Prospective Large-Scale Field Study Generates Predictive Model Identifying Major Contributors to Colony Losses

Over the last decade, unusually high losses of colonies have been reported by beekeepers across the USA. Multiple factors such as Varroa destructor, bee viruses, Nosema ceranae, weather, beekeeping practices, nutrition, and pesticides have been shown to contribute to colony losses. Here we describe a large-scale controlled trial, in which different bee pathogens, bee population, and weather conditions across winter were monitored at three locations across the USA. In order to minimize influence of various known contributing factors and their interaction, the hives in the study were not treated with antibiotics or miticides. Additionally, the hives were kept at one location and were not exposed to potential stress factors associated with migration. Our results show that a linear association between load of viruses (DWV or IAPV) in Varroa and bees is present at high Varroa infestation levels (>3 mites per 100 bees).
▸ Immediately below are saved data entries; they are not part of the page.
//! Integration tests for skolemization

use gsat_foundation::{Atom, FunctionTerm, Term, Variable};
use gsat_rules::{Skolemizer, Tgd};

fn atom(name: &str, vars: &[&str]) -> Atom {
    Atom::from_parts(name, vars.iter().map(|v| Term::var(*v)).collect())
}

fn skolem(name: &str, vars: &[&str]) -> Term {
    let vars: Vec<Variable> = vars.iter().map(|v| Variable::new(*v)).collect();
    Term::Function(FunctionTerm::skolem(name, &vars))
}

#[test]
fn skolemize_uses_universal_variables() {
    let rule = Tgd::from_atoms(vec![atom("A", &["x", "z"])], vec![atom("R", &["x", "y"])]);
    let mut skolemizer = Skolemizer::new();
    let skolemized = skolemizer.skolemize(&rule);
    assert_eq!(
        skolemized,
        Tgd::from_atoms(
            vec![atom("A", &["x", "z"])],
            vec![Atom::from_parts("R", vec![Term::var("x"), skolem("sk#0", &["x", "z"])])]
        )
    );
    assert!(skolemized.is_full());
    assert_eq!(skolemizer.function_count(), 1);
}

#[test]
fn single_headed_splits_after_skolemizing() {
    let rule = Tgd::from_atoms(
        vec![atom("A", &["x"])],
        vec![atom("R", &["x", "y"]), atom("S", &["y"])],
    );
    let rules = Skolemizer::new().single_headed(&rule);
    assert_eq!(rules.len(), 2);
    assert!(rules.iter().all(|r| r.head().len() == 1));
    assert!(rules.iter().all(|r| r.head().is_functional()));
}

#[test]
fn frontier_projection_introduces_auxiliary_atom() {
    let rule = Tgd::from_atoms(vec![atom("A", &["x", "z"])], vec![atom("R", &["x", "y"])]);
    let mut skolemizer = Skolemizer::new();
    let rules = skolemizer.frontier_projected(&rule);
    assert_eq!(
        rules,
        vec![
            Tgd::from_atoms(vec![atom("A", &["x", "z"])], vec![atom("aux#0", &["x"])]),
            Tgd::from_atoms(
                vec![atom("aux#0", &["x"])],
                vec![Atom::from_parts("R", vec![Term::var("x"), skolem("sk#0", &["x"])])]
            ),
        ]
    );
    assert_eq!(skolemizer.predicate_count(), 1);
}

#[test]
fn full_rules_pass_through() {
    let rule = Tgd::from_atoms(vec![atom("A", &["x"])], vec![atom("B", &["x"])]);
    assert_eq!(Skolemizer::new().frontier_projected(&rule), vec![rule]);
}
The collection of comprehensive data allowed us to draw a predictive model of colony losses and to show that Varroa destructor, along with bee viruses, mainly DWV replication, contributes to approximately 70% of colony losses. This correlation further supports the claim that insufficient control of the virus-vectoring Varroa mite would result in increased hive loss. The predictive model also indicates that a single factor may not be sufficient to trigger colony losses, whereas a combination of stressors appears to impact hive health.